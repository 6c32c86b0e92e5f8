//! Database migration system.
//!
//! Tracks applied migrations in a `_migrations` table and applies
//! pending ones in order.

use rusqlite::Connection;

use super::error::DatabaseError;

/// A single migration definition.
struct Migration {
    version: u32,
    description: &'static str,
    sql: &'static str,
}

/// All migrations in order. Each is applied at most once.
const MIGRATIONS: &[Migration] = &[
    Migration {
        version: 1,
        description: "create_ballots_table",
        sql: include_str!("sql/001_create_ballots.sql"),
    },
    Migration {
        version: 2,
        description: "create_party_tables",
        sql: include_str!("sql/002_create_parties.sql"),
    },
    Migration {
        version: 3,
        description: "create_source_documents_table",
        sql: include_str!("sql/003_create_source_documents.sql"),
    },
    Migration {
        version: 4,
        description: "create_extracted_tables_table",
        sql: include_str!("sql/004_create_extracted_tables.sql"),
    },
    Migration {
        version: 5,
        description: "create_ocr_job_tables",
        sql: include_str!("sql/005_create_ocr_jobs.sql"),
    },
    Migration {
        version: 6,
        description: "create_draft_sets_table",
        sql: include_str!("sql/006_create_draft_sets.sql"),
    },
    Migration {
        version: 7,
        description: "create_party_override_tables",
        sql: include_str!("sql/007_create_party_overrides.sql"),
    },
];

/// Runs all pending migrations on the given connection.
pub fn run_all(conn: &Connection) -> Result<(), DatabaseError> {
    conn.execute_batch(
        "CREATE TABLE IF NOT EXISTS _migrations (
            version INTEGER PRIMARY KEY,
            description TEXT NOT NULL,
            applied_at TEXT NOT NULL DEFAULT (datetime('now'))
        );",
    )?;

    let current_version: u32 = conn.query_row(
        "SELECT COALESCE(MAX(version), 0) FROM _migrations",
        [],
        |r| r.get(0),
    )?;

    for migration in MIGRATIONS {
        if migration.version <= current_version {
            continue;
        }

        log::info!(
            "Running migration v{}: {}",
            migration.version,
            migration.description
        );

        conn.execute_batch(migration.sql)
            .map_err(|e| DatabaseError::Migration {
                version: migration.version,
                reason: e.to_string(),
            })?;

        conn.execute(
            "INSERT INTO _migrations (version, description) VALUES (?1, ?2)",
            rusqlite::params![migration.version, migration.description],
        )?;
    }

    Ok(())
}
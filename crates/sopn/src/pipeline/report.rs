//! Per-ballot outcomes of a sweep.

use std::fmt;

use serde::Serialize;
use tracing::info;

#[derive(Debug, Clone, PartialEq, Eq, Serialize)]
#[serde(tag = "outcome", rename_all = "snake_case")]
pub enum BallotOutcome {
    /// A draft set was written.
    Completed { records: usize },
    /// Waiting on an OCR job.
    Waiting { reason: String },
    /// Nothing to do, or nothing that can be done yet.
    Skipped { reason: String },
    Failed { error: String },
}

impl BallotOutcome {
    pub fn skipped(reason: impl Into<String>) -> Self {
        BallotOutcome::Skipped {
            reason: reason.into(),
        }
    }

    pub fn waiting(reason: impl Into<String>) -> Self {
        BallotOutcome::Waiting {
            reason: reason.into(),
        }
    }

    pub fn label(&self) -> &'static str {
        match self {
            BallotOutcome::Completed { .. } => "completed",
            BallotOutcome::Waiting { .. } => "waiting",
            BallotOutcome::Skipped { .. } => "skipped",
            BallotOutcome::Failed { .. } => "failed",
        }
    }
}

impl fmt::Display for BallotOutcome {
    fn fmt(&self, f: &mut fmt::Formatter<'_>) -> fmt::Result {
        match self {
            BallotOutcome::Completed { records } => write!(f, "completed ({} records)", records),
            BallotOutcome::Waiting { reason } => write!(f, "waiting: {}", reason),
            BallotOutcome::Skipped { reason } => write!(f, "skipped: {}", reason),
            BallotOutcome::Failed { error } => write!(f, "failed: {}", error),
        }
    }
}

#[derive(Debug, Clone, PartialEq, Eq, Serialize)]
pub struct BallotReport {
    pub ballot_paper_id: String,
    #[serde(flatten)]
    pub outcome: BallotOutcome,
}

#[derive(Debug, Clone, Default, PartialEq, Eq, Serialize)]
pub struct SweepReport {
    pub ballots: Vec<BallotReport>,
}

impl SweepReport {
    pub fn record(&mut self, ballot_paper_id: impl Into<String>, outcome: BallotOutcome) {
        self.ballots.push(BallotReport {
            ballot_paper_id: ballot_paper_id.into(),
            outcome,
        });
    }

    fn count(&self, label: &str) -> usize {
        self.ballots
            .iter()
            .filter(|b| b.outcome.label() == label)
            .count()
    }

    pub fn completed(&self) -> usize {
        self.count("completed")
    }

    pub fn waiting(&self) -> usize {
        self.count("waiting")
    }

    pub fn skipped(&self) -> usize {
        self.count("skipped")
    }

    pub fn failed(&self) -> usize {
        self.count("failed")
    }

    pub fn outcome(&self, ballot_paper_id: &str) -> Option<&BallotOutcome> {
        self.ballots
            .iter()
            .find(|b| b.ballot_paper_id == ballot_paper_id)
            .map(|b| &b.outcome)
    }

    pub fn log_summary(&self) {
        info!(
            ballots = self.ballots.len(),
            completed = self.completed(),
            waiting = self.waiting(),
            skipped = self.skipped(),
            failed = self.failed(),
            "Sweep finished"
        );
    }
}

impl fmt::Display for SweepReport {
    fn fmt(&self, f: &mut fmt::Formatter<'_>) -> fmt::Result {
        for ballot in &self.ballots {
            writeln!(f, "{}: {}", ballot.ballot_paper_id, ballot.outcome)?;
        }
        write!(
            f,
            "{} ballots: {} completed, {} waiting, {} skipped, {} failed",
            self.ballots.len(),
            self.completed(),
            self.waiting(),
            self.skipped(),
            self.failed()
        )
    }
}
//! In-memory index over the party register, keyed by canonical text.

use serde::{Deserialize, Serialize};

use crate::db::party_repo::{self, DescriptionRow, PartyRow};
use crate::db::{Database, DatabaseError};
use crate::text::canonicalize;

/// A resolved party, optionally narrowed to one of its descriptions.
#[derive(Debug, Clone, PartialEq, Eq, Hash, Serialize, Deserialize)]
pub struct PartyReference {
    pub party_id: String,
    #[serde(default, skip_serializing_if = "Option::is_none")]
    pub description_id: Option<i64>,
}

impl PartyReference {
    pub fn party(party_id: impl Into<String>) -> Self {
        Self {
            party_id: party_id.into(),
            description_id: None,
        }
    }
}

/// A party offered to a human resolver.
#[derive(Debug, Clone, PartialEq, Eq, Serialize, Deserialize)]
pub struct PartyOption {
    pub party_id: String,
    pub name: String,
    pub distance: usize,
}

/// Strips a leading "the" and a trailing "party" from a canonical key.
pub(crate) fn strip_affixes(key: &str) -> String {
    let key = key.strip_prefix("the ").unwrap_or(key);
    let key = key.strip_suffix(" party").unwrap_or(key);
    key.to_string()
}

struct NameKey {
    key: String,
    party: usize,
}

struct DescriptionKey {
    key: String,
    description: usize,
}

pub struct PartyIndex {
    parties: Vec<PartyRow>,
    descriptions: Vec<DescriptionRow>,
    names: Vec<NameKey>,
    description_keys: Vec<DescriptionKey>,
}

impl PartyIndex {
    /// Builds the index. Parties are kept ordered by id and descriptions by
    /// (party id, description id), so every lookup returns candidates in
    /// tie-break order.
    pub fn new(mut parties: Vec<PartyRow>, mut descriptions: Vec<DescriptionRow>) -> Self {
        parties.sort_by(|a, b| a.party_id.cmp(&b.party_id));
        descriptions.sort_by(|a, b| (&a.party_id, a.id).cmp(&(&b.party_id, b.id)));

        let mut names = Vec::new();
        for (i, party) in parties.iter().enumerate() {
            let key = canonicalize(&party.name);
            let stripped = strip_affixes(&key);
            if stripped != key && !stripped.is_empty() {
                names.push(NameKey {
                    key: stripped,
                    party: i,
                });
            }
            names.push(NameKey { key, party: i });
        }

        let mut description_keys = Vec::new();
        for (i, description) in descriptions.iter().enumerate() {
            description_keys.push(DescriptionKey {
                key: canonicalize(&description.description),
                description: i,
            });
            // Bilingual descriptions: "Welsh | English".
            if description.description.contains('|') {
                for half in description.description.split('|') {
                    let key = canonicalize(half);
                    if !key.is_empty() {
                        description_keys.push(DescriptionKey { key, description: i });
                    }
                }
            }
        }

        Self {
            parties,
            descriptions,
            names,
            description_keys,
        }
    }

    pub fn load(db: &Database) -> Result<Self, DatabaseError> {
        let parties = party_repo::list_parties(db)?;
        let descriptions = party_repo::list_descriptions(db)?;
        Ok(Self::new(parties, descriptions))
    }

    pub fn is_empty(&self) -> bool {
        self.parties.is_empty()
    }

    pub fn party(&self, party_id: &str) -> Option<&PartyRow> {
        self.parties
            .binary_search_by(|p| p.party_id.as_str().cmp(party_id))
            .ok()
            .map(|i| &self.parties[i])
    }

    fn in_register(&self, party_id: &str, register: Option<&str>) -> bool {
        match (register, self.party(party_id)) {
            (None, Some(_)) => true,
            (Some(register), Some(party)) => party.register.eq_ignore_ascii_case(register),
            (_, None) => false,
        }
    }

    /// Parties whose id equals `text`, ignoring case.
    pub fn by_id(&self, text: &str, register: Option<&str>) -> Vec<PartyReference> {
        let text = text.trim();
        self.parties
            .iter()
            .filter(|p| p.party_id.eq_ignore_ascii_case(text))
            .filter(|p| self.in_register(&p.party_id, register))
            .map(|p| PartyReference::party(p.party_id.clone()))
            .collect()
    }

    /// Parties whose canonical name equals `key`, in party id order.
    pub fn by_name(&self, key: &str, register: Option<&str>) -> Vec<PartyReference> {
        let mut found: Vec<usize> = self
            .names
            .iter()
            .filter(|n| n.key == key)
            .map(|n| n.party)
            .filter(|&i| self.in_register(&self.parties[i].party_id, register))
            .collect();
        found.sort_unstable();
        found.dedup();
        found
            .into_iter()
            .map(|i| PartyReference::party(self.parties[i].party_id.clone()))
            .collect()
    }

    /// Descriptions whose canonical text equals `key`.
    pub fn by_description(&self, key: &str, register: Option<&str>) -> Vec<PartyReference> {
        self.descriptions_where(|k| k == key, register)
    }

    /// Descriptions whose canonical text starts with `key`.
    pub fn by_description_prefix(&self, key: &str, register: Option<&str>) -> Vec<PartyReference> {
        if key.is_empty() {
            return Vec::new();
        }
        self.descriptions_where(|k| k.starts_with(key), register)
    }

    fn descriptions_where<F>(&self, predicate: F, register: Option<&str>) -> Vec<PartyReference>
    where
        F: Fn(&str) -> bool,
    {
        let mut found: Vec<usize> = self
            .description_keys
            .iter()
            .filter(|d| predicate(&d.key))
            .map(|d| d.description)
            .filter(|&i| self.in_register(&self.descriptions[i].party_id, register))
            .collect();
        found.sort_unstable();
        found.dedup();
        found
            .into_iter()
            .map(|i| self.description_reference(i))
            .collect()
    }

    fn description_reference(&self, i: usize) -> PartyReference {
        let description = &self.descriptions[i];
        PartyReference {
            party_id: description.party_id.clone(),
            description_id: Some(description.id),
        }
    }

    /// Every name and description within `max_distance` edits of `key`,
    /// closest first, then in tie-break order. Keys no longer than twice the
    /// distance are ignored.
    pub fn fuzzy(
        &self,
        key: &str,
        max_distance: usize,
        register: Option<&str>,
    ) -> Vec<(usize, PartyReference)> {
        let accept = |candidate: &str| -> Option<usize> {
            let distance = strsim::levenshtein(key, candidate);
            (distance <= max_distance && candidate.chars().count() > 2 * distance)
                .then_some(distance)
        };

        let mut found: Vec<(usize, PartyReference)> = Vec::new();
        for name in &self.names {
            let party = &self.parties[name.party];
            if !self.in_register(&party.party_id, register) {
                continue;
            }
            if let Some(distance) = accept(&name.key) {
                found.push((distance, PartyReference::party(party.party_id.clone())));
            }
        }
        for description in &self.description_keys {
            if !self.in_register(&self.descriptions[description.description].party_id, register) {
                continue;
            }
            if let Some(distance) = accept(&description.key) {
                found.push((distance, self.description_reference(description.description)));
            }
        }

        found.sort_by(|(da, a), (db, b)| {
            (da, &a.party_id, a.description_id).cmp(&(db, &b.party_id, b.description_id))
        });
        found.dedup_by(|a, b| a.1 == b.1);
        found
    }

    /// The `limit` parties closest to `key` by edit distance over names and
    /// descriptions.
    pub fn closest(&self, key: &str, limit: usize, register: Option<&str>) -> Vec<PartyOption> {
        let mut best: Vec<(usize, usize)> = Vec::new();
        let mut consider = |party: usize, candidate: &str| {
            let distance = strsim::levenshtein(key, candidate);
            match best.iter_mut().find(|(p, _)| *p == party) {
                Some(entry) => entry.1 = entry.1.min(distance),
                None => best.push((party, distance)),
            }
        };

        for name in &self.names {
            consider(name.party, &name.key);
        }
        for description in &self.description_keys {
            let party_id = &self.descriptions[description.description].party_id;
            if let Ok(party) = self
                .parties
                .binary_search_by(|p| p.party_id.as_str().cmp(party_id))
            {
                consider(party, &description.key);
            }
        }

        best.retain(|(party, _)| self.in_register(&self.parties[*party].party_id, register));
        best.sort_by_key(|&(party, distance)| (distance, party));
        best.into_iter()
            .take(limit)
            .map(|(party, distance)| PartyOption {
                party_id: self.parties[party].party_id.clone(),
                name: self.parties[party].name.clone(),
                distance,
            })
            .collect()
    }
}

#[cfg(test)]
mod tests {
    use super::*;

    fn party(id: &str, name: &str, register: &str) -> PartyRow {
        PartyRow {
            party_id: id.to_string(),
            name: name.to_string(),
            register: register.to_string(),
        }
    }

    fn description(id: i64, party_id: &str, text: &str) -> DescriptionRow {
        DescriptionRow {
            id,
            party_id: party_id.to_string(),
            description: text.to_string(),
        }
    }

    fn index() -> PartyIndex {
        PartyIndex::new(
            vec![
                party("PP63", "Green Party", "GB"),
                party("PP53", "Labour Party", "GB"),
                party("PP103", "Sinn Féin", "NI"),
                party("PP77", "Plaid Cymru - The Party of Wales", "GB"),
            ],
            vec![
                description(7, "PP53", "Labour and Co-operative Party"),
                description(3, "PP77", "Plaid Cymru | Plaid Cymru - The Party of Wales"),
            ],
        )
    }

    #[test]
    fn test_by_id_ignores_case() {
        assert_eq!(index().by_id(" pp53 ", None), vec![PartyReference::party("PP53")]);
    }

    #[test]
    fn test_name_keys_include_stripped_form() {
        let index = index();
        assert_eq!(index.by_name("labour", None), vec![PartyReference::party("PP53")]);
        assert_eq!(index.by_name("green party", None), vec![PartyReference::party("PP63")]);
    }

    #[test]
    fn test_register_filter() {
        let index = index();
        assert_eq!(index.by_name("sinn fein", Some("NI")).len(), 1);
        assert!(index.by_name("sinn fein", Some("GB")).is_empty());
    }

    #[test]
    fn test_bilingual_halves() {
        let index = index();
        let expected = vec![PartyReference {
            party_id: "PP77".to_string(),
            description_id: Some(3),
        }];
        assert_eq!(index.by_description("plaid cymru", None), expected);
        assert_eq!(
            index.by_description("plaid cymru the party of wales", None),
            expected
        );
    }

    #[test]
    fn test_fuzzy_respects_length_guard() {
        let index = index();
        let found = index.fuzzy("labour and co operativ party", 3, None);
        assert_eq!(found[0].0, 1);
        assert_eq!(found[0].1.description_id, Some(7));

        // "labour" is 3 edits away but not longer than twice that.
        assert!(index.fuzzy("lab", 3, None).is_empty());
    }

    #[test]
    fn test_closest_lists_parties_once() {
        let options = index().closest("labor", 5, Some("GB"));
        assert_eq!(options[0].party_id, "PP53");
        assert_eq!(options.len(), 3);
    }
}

[Work to be completed] Quote the data above from the line containing "use serde::Serialize;" to the line containing "an OCR job.", inclusive, and stop.

[Answer]
use serde::Serialize;
use tracing::info;

#[derive(Debug, Clone, PartialEq, Eq, Serialize)]
#[serde(tag = "outcome", rename_all = "snake_case")]
pub enum BallotOutcome {
    /// A draft set was written.
    Completed { records: usize },
    /// Waiting on an OCR job.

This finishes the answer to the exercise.